NASIONAL, (JARAK.co) – Pernah lihat anak-anak di Jepang pulang sekolah jalan kaki sendiri? Buat sebagian orang Indonesia, itu mungkin tampak berbahaya atau tidak biasa. Tapi di Jepang, itu hal yang sangat umum, bahkan sudah jadi budaya.
Anak-anak SD di Jepang terbiasa berangkat dan pulang sekolah sendiri, tanpa diantar atau dijemput. Mereka tahu rute jalan, tahu aturan lalu lintas, dan saling menjaga teman-temannya.
Ini bukan karena orang tuanya cuek, tapi karena sejak dini mereka diajarkan untuk mandiri dan bertanggung jawab.
Sementara di Indonesia, anak-anak umumnya masih diantar-jemput, bahkan sampai SMP atau SMA.
Kekhawatiran orang tua terhadap keamanan dan kurangnya fasilitas pendukung seperti trotoar yang layak, jadi alasan utamanya. Tapi dari sisi pendidikan, ini juga menunjukkan perbedaan filosofi.
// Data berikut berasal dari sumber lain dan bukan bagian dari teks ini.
/// Sentiment scorer trait and shared types.
///
/// The pipeline treats scoring as a black box: any lexicon-based analyser
/// that yields the four VADER components can sit behind [`SentimentScorer`].
pub mod mock;
pub mod vader;

use serde::{Deserialize, Serialize};
use thiserror::Error;

/// Errors that can occur while scoring text.
#[derive(Error, Debug)]
pub enum SentimentError {
    #[error("scorer returned no `{0}` component")]
    MissingComponent(&'static str),

    #[error("compound score {0} outside [-1, 1]")]
    CompoundOutOfRange(f64),
}

/// Negative, neutral, positive and compound polarity of one text.
#[derive(Debug, Clone, Copy, PartialEq, Serialize, Deserialize)]
pub struct SentimentScores {
    pub neg: f64,
    pub neu: f64,
    pub pos: f64,
    /// Aggregate polarity in `[-1, 1]`.
    pub compound: f64,
}

impl SentimentScores {
    pub fn new(neg: f64, neu: f64, pos: f64, compound: f64) -> Result<Self, SentimentError> {
        if !(-1.0..=1.0).contains(&compound) {
            return Err(SentimentError::CompoundOutOfRange(compound));
        }
        Ok(Self {
            neg,
            neu,
            pos,
            compound,
        })
    }
}

/// Trait for sentiment scoring implementations.
pub trait SentimentScorer {
    fn score(&self, text: &str) -> Result<SentimentScores, SentimentError>;
}
/// Configuration module for parlasent.
///
/// Handles loading, validating, and providing default configuration values.
use std::path::{Path, PathBuf};

use anyhow::{Context, Result};
use serde::{Deserialize, Serialize};
use tracing::{info, warn};

use crate::corpus::keywords::DEFAULT_TOPICS;

// ── Default value functions ──────────────────────────────────────────

fn default_speeches_dir() -> PathBuf {
    PathBuf::from("data/year_2022/txt/2022")
}

fn default_output_csv() -> PathBuf {
    PathBuf::from("data/prepared_tables.csv")
}

fn default_topics() -> Vec<String> {
    DEFAULT_TOPICS.iter().map(|t| (*t).to_string()).collect()
}

fn default_reference_year() -> i32 {
    2022
}

fn default_bind() -> String {
    "127.0.0.1:8501".to_string()
}

// ── Config structs ───────────────────────────────────────────────────

#[derive(Debug, Deserialize, Serialize, Clone)]
pub struct Config {
    /// Directory of `.txt` speech files with sibling `-meta.tsv` files.
    #[serde(default = "default_speeches_dir")]
    pub speeches_dir: PathBuf,

    #[serde(default = "default_output_csv")]
    pub output_csv: PathBuf,

    #[serde(default = "default_topics")]
    pub topics: Vec<String>,

    /// Year speaker ages are computed against.
    #[serde(default = "default_reference_year")]
    pub reference_year: i32,

    #[serde(default)]
    pub server: ServerConfig,
}

#[derive(Debug, Deserialize, Serialize, Clone)]
pub struct ServerConfig {
    #[serde(default = "default_bind")]
    pub bind: String,
}

// ── Default impls ────────────────────────────────────────────────────

impl Default for Config {
    fn default() -> Self {
        Self {
            speeches_dir: default_speeches_dir(),
            output_csv: default_output_csv(),
            topics: default_topics(),
            reference_year: default_reference_year(),
            server: ServerConfig::default(),
        }
    }
}

impl Default for ServerConfig {
    fn default() -> Self {
        Self {
            bind: default_bind(),
        }
    }
}

// ── Config implementation ────────────────────────────────────────────

impl Config {
    /// Load configuration from a JSON file.
    ///
    /// If `config_path` is empty, defaults to `"config.json"`.
    /// If the file does not exist, returns a default config and generates a
    /// template file for the default path.
    pub fn load(config_path: &str) -> Result<Self> {
        let path = if config_path.is_empty() {
            "config.json"
        } else {
            config_path
        };

        if !Path::new(path).exists() {
            info!("{path} not found, using defaults");
            let cfg = Self::default();

            if path == "config.json" {
                match cfg.save(path) {
                    Ok(()) => info!("Generated config template: {path}"),
                    Err(e) => warn!("Failed to generate config template: {e}"),
                }
            }

            return Ok(cfg);
        }

        let data = std::fs::read_to_string(path)
            .with_context(|| format!("failed to read config: {path}"))?;

        let mut cfg: Config = match serde_json::from_str(&data) {
            Ok(c) => c,
            Err(e) => {
                warn!("Invalid JSON in {path}: {e}");
                warn!("Using default configuration");
                return Ok(Self::default());
            }
        };

        info!("Loaded configuration from {path}");

        cfg.topics.retain(|t| !t.trim().is_empty());
        if cfg.topics.is_empty() {
            warn!("No topics configured, falling back to the default topic list");
            cfg.topics = default_topics();
        }

        Ok(cfg)
    }

    /// Save configuration to a JSON file.
    pub fn save(&self, path: &str) -> Result<()> {
        let data = serde_json::to_string_pretty(self).context("failed to marshal config")?;
        std::fs::write(path, data).with_context(|| format!("failed to write config: {path}"))?;
        Ok(())
    }

    /// Validate configuration values.
    pub fn validate(&self) -> Result<()> {
        anyhow::ensure!(!self.topics.is_empty(), "at least one topic must be specified");
        anyhow::ensure!(
            self.topics.iter().all(|t| !t.trim().is_empty()),
            "topics must not be blank"
        );
        anyhow::ensure!(
            self.reference_year > 0,
            "reference_year must be positive"
        );
        anyhow::ensure!(!self.server.bind.is_empty(), "server.bind must be set");
        Ok(())
    }
}

// ── Tests ────────────────────────────────────────────────────────────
Jepang; Didik Karakter Dulu, Nilai Akademik Menyusul
Di Jepang, pelajaran utama anak SD bukan matematika atau sains, tapi sopan santun, kebersihan, dan kerja sama. Anak-anak membersihkan kelas dan toilet sendiri setiap hari. Mereka juga makan bersama teman di ruang kelas, bukan di kantin.
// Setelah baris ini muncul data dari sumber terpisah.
use regex::{Regex, RegexBuilder};

use super::CorpusError;

/// Topics searched by default: AI and military technology themes
/// discussed around the REAIM summit.
pub const DEFAULT_TOPICS: &[&str] = &[
    "reaim",
    "reaim summit",
    "artificial intelligence",
    "ai",
    "military technology",
    "defense technology",
    "machine learning",
    "deep learning",
    "neural network",
    "drone",
    "military",
];

/// Regex fragment for a single topic.
///
/// A few phrases get plural-aware variants; everything else is a whole-word
/// match. The topic is inserted verbatim, so it must not contain regex syntax.
pub fn fragment_for(topic: &str) -> String {
    match topic {
        "military technology" | "defense technology" => {
            let word = topic.split_whitespace().next().unwrap_or(topic);
            format!(r"\b{word} technolog(?:y|ies)?\b")
        }
        "neural network" => r"\bneural network(?:s)?\b".to_string(),
        "drone" => r"\bdrones?\b".to_string(),
        other => format!(r"\b{other}\b"),
    }
}

/// All topics compiled into one case-insensitive alternation.
#[derive(Debug, Clone)]
pub struct TopicPattern {
    regex: Regex,
}

impl TopicPattern {
    pub fn build<S: AsRef<str>>(topics: &[S]) -> Result<Self, CorpusError> {
        if topics.is_empty() {
            return Err(CorpusError::NoTopics);
        }
        let source = topics
            .iter()
            .map(|t| fragment_for(t.as_ref()))
            .collect::<Vec<_>>()
            .join("|");
        let regex = RegexBuilder::new(&source).case_insensitive(true).build()?;
        Ok(Self { regex })
    }

    pub fn is_match(&self, text: &str) -> bool {
        self.regex.is_match(text)
    }

    pub fn as_str(&self) -> &str {
        self.regex.as_str()
    }
}
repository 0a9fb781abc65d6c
pub mod data;
pub mod io;

#[cfg(test)]
pub mod tests;

pub use data::Config;
pub use io::ConfigError;
//! Tool-augmentation servers.
//!
//! These servers are handed to the upstream API, which calls them itself;
//! locally we only check that they are up and list what they offer.

pub mod probe;

pub use probe::{ProbeOutcome, ToolDescriptor, ToolServerProbe};
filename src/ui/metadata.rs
//! Plain-text summaries of answer metadata.

use crate::api::Usage;
use crate::core::aggregator::ResponseMetadata;

pub fn format_usage(usage: &Usage) -> String {
    let mut line = format!(
        "Tokens: {} prompt + {} completion = {} total",
        usage.prompt_tokens, usage.completion_tokens, usage.total_tokens
    );
    let extras: Vec<String> = [
        ("citation", usage.citation_tokens),
        ("reasoning", usage.reasoning_tokens),
        ("search queries", usage.num_search_queries),
    ]
    .into_iter()
    .filter_map(|(label, value)| value.map(|value| format!("{label}: {value}")))
    .collect();
    if !extras.is_empty() {
        line.push_str(&format!(" ({})", extras.join(", ")));
    }
    line
}

/// Numbered reference list, or `None` when the answer cited nothing.
pub fn format_references(metadata: &ResponseMetadata) -> Option<String> {
    let urls = metadata.reference_urls();
    if urls.is_empty() {
        return None;
    }
    let mut text = String::from("References:");
    for (index, url) in urls.iter().enumerate() {
        text.push_str(&format!("\n  [{}] {}", index + 1, url));
    }
    Some(text)
}

pub fn format_metadata(metadata: &ResponseMetadata) -> String {
    let mut sections = Vec::new();

    match &metadata.usage {
        Some(usage) => sections.push(format_usage(usage)),
        None => sections.push("Tokens: not reported".to_string()),
    }

    if !metadata.citations.is_empty() {
        let mut text = String::from("Citations:");
        for (index, citation) in metadata.citations.iter().enumerate() {
            let title = if citation.title.is_empty() {
                "(untitled)"
            } else {
                citation.title.as_str()
            };
            text.push_str(&format!("\n  {}. {}", index + 1, title));
            if !citation.url.is_empty() {
                text.push_str(&format!(" <{}>", citation.url));
            }
        }
        sections.push(text);
    }

    if let Some(references) = format_references(metadata) {
        sections.push(references);
    }

    sections.join("\n")
}

#[cfg(test)]
mod tests {
    use super::*;
    use crate::api::Citation;

    #[test]
    fn usage_lists_optional_counters_when_present() {
        let mut usage = Usage::new(10, 20, 30);
        assert_eq!(
            format_usage(&usage),
            "Tokens: 10 prompt + 20 completion = 30 total"
        );

        usage.num_search_queries = Some(2);
        usage.citation_tokens = Some(5);
        assert_eq!(
            format_usage(&usage),
            "Tokens: 10 prompt + 20 completion = 30 total (citation: 5, search queries: 2)"
        );
    }

    #[test]
    fn metadata_includes_citations_and_references() {
        let metadata = ResponseMetadata::finalize(
            Some(Usage::new(1, 2, 3)),
            vec![
                Citation::new("Rust", "https://www.rust-lang.org"),
                Citation::new("", "https://docs.rs"),
            ],
            "",
        );

        let text = format_metadata(&metadata);

        assert!(text.contains("1. Rust <https://www.rust-lang.org>"));
        assert!(text.contains("2. (untitled) <https://docs.rs>"));
        assert!(text.contains("[1] https://docs.rs"));
        assert!(text.contains("[2] https://www.rust-lang.org"));
    }

    #[test]
    fn answers_without_sources_have_no_reference_block() {
        let metadata = ResponseMetadata::finalize(None, Vec::new(), "no links here");
        assert_eq!(format_references(&metadata), None);
        assert_eq!(format_metadata(&metadata), "Tokens: not reported");
    }
}
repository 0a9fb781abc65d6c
//! URL helpers for building API and tool-server endpoints.

/// Strip trailing slashes so endpoints can be appended safely.
///
/// ```
/// use sonarchat::utils::url::normalize_base_url;
///
/// assert_eq!(normalize_base_url("https://api.perplexity.ai/"), "https://api.perplexity.ai");
/// assert_eq!(normalize_base_url("https://api.perplexity.ai///"), "https://api.perplexity.ai");
/// ```
pub fn normalize_base_url(base_url: &str) -> String {
    base_url.trim().trim_end_matches('/').to_string()
}

/// Join a base URL and an endpoint path with exactly one slash.
///
/// ```
/// use sonarchat::utils::url::construct_api_url;
///
/// assert_eq!(
///     construct_api_url("https://api.perplexity.ai/", "/chat/completions"),
///     "https://api.perplexity.ai/chat/completions"
/// );
/// ```
pub fn construct_api_url(base_url: &str, endpoint: &str) -> String {
    let normalized_base = normalize_base_url(base_url);
    let endpoint = endpoint.trim_start_matches('/');
    format!("{}/{}", normalized_base, endpoint)
}

/// Whether `url` is something the HTTP client can talk to.
pub fn is_http_url(url: &str) -> bool {
    let url = url.trim();
    let rest = url
        .strip_prefix("https://")
        .or_else(|| url.strip_prefix("http://"));
    matches!(rest, Some(host) if !host.is_empty() && !host.starts_with('/'))
}

#[cfg(test)]
mod tests {
    use super::*;

    #[test]
    fn normalize_handles_whitespace_and_slashes() {
        assert_eq!(
            normalize_base_url("  https://api.perplexity.ai/  "),
            "https://api.perplexity.ai"
        );
        assert_eq!(normalize_base_url("http://localhost:8080"), "http://localhost:8080");
        assert_eq!(normalize_base_url("///"), "");
    }

    #[test]
    fn construct_api_url_joins_tool_server_paths() {
        assert_eq!(
            construct_api_url("http://127.0.0.1:9000/", "health"),
            "http://127.0.0.1:9000/health"
        );
        assert_eq!(
            construct_api_url("http://127.0.0.1:9000", "tools/search"),
            "http://127.0.0.1:9000/tools/search"
        );
        assert_eq!(
            construct_api_url("https://api.perplexity.ai", "chat/completions/req-1"),
            "https://api.perplexity.ai/chat/completions/req-1"
        );
    }

    #[test]
    fn is_http_url_requires_scheme_and_host() {
        assert!(is_http_url("http://localhost:3000"));
        assert!(is_http_url("https://tools.example.com/mcp"));
        assert!(!is_http_url("localhost:3000"));
        assert!(!is_http_url("https://"));
        assert!(!is_http_url("ftp://example.com"));
    }
}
Menurut Dr. Makiko Naka dari Kyoto University, anak-anak tumbuh mandiri, bukan hanya pintar di atas kertas. “Nilai seperti disiplin, tanggung jawab, dan rasa hormat jadi fokus utama,” ucapnya.
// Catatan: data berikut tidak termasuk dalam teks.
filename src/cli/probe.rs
//! Tool-server health check

use std::error::Error;

use crate::mcp::{ProbeOutcome, ToolServerProbe};
use crate::utils::url::is_http_url;

/// Human-readable probe results, plus whether the server is healthy.
pub async fn probe_report(probe: &ToolServerProbe, url: &str, list_tools: bool) -> (String, bool) {
    let mut lines = Vec::new();

    let health = probe.health(url).await;
    let healthy = health.is_available();
    lines.push(format!("Health: {health}"));
    if !healthy {
        return (lines.join("\n"), false);
    }

    match probe.info(url).await {
        ProbeOutcome::Available(info) => {
            let name = info.get("name").and_then(|value| value.as_str());
            let version = info.get("version").and_then(|value| value.as_str());
            match (name, version) {
                (Some(name), Some(version)) => lines.push(format!("Server: {name} {version}")),
                (Some(name), None) => lines.push(format!("Server: {name}")),
                _ => lines.push(format!("Info: {info}")),
            }
        }
        other => lines.push(format!("Info: {other}")),
    }

    if list_tools {
        match probe.tools(url).await {
            ProbeOutcome::Available(tools) if tools.is_empty() => {
                lines.push("Tools: none".to_string());
            }
            ProbeOutcome::Available(tools) => {
                lines.push(format!("Tools ({}):", tools.len()));
                for tool in tools {
                    match tool.description {
                        Some(description) if !description.is_empty() => {
                            lines.push(format!("  {} - {}", tool.name, description));
                        }
                        _ => lines.push(format!("  {}", tool.name)),
                    }
                }
            }
            other => lines.push(format!("Tools: {other}")),
        }
    }

    (lines.join("\n"), true)
}

pub async fn run_probe(url: &str, list_tools: bool) -> Result<(), Box<dyn Error>> {
    if !is_http_url(url) {
        return Err(format!("Tool server URL must start with http:// or https://: {url}").into());
    }

    let (report, healthy) = probe_report(&ToolServerProbe::default(), url, list_tools).await;
    println!("{url}");
    println!("{report}");
    if !healthy {
        std::process::exit(1);
    }
    Ok(())
}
Indonesia; Fokus Akademik Lebih Dulu
Di Indonesia, pendidikan dasar cenderung fokus pada nilai rapor, ujian, dan hafalan. Pendidikan karakter memang ada, tapi seringkali hanya sebagai pelengkap.
Banyak anak yang belum dilatih mandiri, karena sekolah dan orang tua masih banyak mengambil alih tanggung jawab mereka.
Apa yang Bisa Kita Pelajari?
Bukan berarti Indonesia harus meniru Jepang 100%, karena konteks sosial dan infrastrukturnya berbeda. Tapi pendekatan Jepang mengajarkan bahwa pendidikan bukan hanya soal angka dan nilai, tapi juga soal membentuk manusia seutuhnya yang bisa berpikir, bertindak, dan hidup mandiri.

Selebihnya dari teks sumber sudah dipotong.